Published November 13, 2007
Why do we care if people tip a waitress?
For Hillary Clinton last week, the problem appeared obvious. A Clinton speech used the plight of a waitress -- a single mom in Iowa, Anita Esterday, working two jobs to make ends meet.
Clinton was painted as not being personally concerned about Anita’s plight enough to even leave a tip.
After the allegations surfaced, the Clinton campaign responded that it had left a $100 tip on a $157 tab, with the incident turning into a debate between the diner staff and Clinton’s campaign.
The truth will probably never be completely clear. Supposedly the tip had been put on a credit card, but that later turned out to be false. The campaign then claimed that it had left cash that must have been misplaced. But things didn’t look good when Adam Crawford, the diner’s manager, said, "Where Hillary was sitting, there was no tip left," and the campaign was unwilling to identify or let the press talk to the staffer who left the tip.
The campaign appeared to concede the whole incident when a Clinton staffer showed up the next day to give Esterday a tip, but it could have simply been an honest attempt to make amends.

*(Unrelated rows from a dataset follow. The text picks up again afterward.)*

//! Tracing setup for the waypoint binary.
//!
//! Events from the resolver and the display gate go to an append-only log in
//! the XDG state dir so a user can read back what a cold start did. When that
//! file cannot be opened the CLI switches to stderr.

use anyhow::Result;
use std::fs;
use std::io;
use std::path::PathBuf;
use tracing_subscriber::fmt::writer::BoxMakeWriter;
use tracing_subscriber::fmt::MakeWriter;
use tracing_subscriber::EnvFilter;

/// Used when `RUST_LOG` is unset: call-level detail for our crates only.
const DEFAULT_FILTER: &str = "info,waypoint_core=debug,waypoint_cli=debug";

/// Per-event sink: the shared log file, or stderr if its handle could not be cloned.
enum LogSink {
    File(fs::File),
    Stderr,
}

impl io::Write for LogSink {
    fn write(&mut self, buf: &[u8]) -> io::Result<usize> {
        match self {
            LogSink::File(f) => f.write(buf),
            LogSink::Stderr => io::stderr().lock().write(buf),
        }
    }

    fn flush(&mut self) -> io::Result<()> {
        match self {
            LogSink::File(f) => f.flush(),
            LogSink::Stderr => io::stderr().lock().flush(),
        }
    }
}

struct LogFile(fs::File);

impl<'a> MakeWriter<'a> for LogFile {
    type Writer = LogSink;

    fn make_writer(&'a self) -> Self::Writer {
        self.0
            .try_clone()
            .map(LogSink::File)
            .unwrap_or(LogSink::Stderr)
    }
}

fn env_filter() -> EnvFilter {
    EnvFilter::try_from_default_env().unwrap_or_else(|_| EnvFilter::new(DEFAULT_FILTER))
}

/// `~/.local/state/waypoint/waypoint.log`, next to `prefs.db`.
pub fn log_file_path() -> Result<PathBuf> {
    let xdg_dirs = xdg::BaseDirectories::with_prefix("waypoint")?;
    Ok(xdg_dirs.get_state_home().join("waypoint").join("waypoint.log"))
}

/// Install the file subscriber. Errors leave no subscriber installed, so the
/// caller can still use [`init_logging_stderr`].
pub fn init_logging() -> Result<()> {
    let path = log_file_path()?;
    if let Some(dir) = path.parent() {
        fs::create_dir_all(dir)?;
    }
    let file = fs::OpenOptions::new().create(true).append(true).open(&path)?;

    tracing_subscriber::fmt()
        .with_env_filter(env_filter())
        .with_writer(BoxMakeWriter::new(LogFile(file)))
        .with_ansi(false)
        .try_init()
        .map_err(|e| anyhow::anyhow!("install subscriber: {e}"))?;

    tracing::info!("waypoint logging to {}", path.display());
    Ok(())
}

/// Stderr-only subscriber for when the state dir is unusable.
pub fn init_logging_stderr() {
    let _ = tracing_subscriber::fmt()
        .with_env_filter(env_filter())
        .with_writer(std::io::stderr)
        .with_ansi(false)
        .try_init();
}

But it is not a silly or trivial issue. The perceived cover-ups surely gave the story much more coverage and made what might have just been a simple oversight look much worse, and the issue is a lot deeper than just Clinton using the waitress as a campaign prop.
What if, for the sake of argument, Hillary Clinton decided not to pay the tip? Why would this be so upsetting? Because tipping has to do with trust.
Take a simple example. If you went to a restaurant with a friend and you received good service, how would you react if your friend stiffed the waitress? If the friend thought that he could get away with stiffing a waitress, would you think that he was more likely to take advantage of others? Possibly even yourself?
Even if the friend tips well, it is not a good sign if he is seen as consciously calculating whether it pays to give the tip. What if he tries to figure out the chances that he will have to come back to the same restaurant and the waitress will recognize him as the cheapskate who cheated her?
The people we trust the most are those who automatically follow social customs and rules, rather than the opportunists who choose to break the rules whenever it is in their advantage to do so.
We often do things for which there is little direct private return just because we know it is the "right" thing to do. We donate to charities. We help total strangers who are in trouble. We give blood. We vote even though the probability that any individual will alter an election is essentially zero.
The one private benefit from these largely "altruistic" activities is that they come across as more trustworthy to others. Indeed, people often make sure that others are told about these altruistic activities. They wear little stickers saying that they donated blood. Indeed, they are so embarrassed for not doing the right thing that when people are surveyed about whether they voted in a recent election, the rate at which people claim that they voted is often 20 percentage points or more higher than is possible.
The long and short of all this is that Hillary should have said that she made a mistake. Surely the news story wouldn’t have lingered on for a week. Instead, Hillary’s campaign turned the event into one about honesty.
Anita Esterday said, "why would I lie about not getting a tip?"
Whether the incident simply reveals a disdain for taking responsibility or a lack of caring about others, Hillary Clinton did not handle it well.
John Lott is the author of Freedomnomics, upon which this piece draws, and a senior research scholar at the University of Maryland.